__EXERCISE REQUIREMENTS__: Among the entries below, find the lines with the word "PathBuf" and copy them.

'''

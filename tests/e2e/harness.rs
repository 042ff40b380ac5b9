use std::fs;
use std::path::{Path, PathBuf};
use std::process::{Command, Output};
use std::sync::atomic::{AtomicUsize, Ordering};
use std::time::{SystemTime, UNIX_EPOCH};

static TEMP_COUNTER: AtomicUsize = AtomicUsize::new(0);

#[derive(Clone)]
pub struct TestContext {
    pub bin_path: PathBuf,
    pub tmp_root: PathBuf,
}

pub struct TestEnv {
    pub root: PathBuf,
    pub home: PathBuf,
    pub xdg_cache: PathBuf,
    pub xdg_config: PathBuf,
}

pub struct CommandOutput {
    pub status: i32,
    pub stdout: String,
    pub stderr: String,
}

impl TestContext {
    pub fn new() -> Result<Self, String> {
        let bin_path = PathBuf::from(env!("CARGO_BIN_EXE_flakedeps"));

        let tmp_root = std::env::temp_dir().join("flakedeps-e2e");
        fs::create_dir_all(&tmp_root).map_err(|e| format!("Failed to create temp root: {}", e))?;

        Ok(Self { bin_path, tmp_root })
    }

    pub fn create_env(&self, name: &str) -> Result<TestEnv, String> {
        let dir = self.unique_temp_dir(name)?;
        let home = dir.join("home");
        let xdg_cache = home.join(".cache");
        let xdg_config = home.join(".config");
        fs::create_dir_all(&xdg_cache).map_err(|e| format!("Failed to create cache dir: {}", e))?;
        fs::create_dir_all(&xdg_config)
            .map_err(|e| format!("Failed to create config dir: {}", e))?;

        Ok(TestEnv {
            root: dir,
            home,
            xdg_cache,
            xdg_config,
        })
    }

    fn unique_temp_dir(&self, name: &str) -> Result<PathBuf, String> {
        let counter = TEMP_COUNTER.fetch_add(1, Ordering::SeqCst);
        let nanos = SystemTime::now()
            .duration_since(UNIX_EPOCH)
            .map_err(|e| e.to_string())?
            .as_nanos();
        let dir = self
            .tmp_root
            .join(format!("{}-{}-{}", name, nanos, counter));
        fs::create_dir_all(&dir).map_err(|e| format!("Failed to create temp dir: {}", e))?;
        Ok(dir)
    }

    pub fn run_flakedeps(
        &self,
        env: &TestEnv,
        args: &[&str],
        cwd: &Path,
    ) -> Result<CommandOutput, String> {
        if std::env::var("FLAKEDEPS_E2E_LOG").is_ok() {
            eprintln!("command: flakedeps {:?} (cwd: {})", args, cwd.display());
        }
        let output = Command::new(&self.bin_path)
            .args(args)
            .current_dir(cwd)
            .env("HOME", &env.home)
            .env("XDG_CACHE_HOME", &env.xdg_cache)
            .env("XDG_CONFIG_HOME", &env.xdg_config)
            .env_remove("RUST_LOG")
            .output()
            .map_err(|e| format!("Failed to run command: {}", e))?;

        Ok(CommandOutput::from_output(output))
    }
}

impl CommandOutput {
    pub fn from_output(output: Output) -> Self {
        let status = output.status.code().unwrap_or(-1);
        let stdout = String::from_utf8_lossy(&output.stdout).to_string();
        let stderr = String::from_utf8_lossy(&output.stderr).to_string();
        Self {
            status,
            stdout,
            stderr,
        }
    }

    pub fn assert_success(&self) -> Result<(), String> {
        if self.status == 0 {
            Ok(())
        } else {
            Err(format!(
                "Expected success, got exit {}: {}",
                self.status, self.stderr
            ))
        }
    }

    pub fn assert_failure(&self) -> Result<(), String> {
        if self.status != 0 {
            Ok(())
        } else {
            Err("Expected failure, got success".to_string())
        }
    }

    pub fn assert_stdout_contains(&self, needle: &str) -> Result<(), String> {
        if self.stdout.contains(needle) {
            Ok(())
        } else {
            Err(format!(
                "Expected stdout to contain '{}'.\nstdout: {}",
                needle, self.stdout
            ))
        }
    }

    pub fn assert_stderr_contains(&self, needle: &str) -> Result<(), String> {
        if self.stderr.contains(needle) {
            Ok(())
        } else {
            Err(format!(
                "Expected stderr to contain '{}'.\nstderr: {}",
                needle, self.stderr
            ))
        }
    }
}

pub fn write_file(path: &Path, content: &str) -> Result<(), String> {
    if let Some(parent) = path.parent() {
        fs::create_dir_all(parent).map_err(|e| format!("Failed to create parent dirs: {}", e))?;
    }
    fs::write(path, content).map_err(|e| format!("Failed to write file: {}", e))
}

pub fn ensure_dir(path: &Path) -> Result<(), String> {
    fs::create_dir_all(path).map_err(|e| format!("Failed to create dir: {}", e))
}

pub fn parse_json(output: &str) -> Result<serde_json::Value, String> {
    serde_json::from_str(output).map_err(|e| format!("Invalid JSON output: {}", e))
}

'''

__ANSWER TO THIS PROBLEM__:
use std::path::{Path, PathBuf};
    pub bin_path: PathBuf,
    pub tmp_root: PathBuf,
    pub root: PathBuf,
    pub home: PathBuf,
    pub xdg_cache: PathBuf,
    pub xdg_config: PathBuf,
        let bin_path = PathBuf::from(env!("CARGO_BIN_EXE_flakedeps"));
    fn unique_temp_dir(&self, name: &str) -> Result<PathBuf, String> {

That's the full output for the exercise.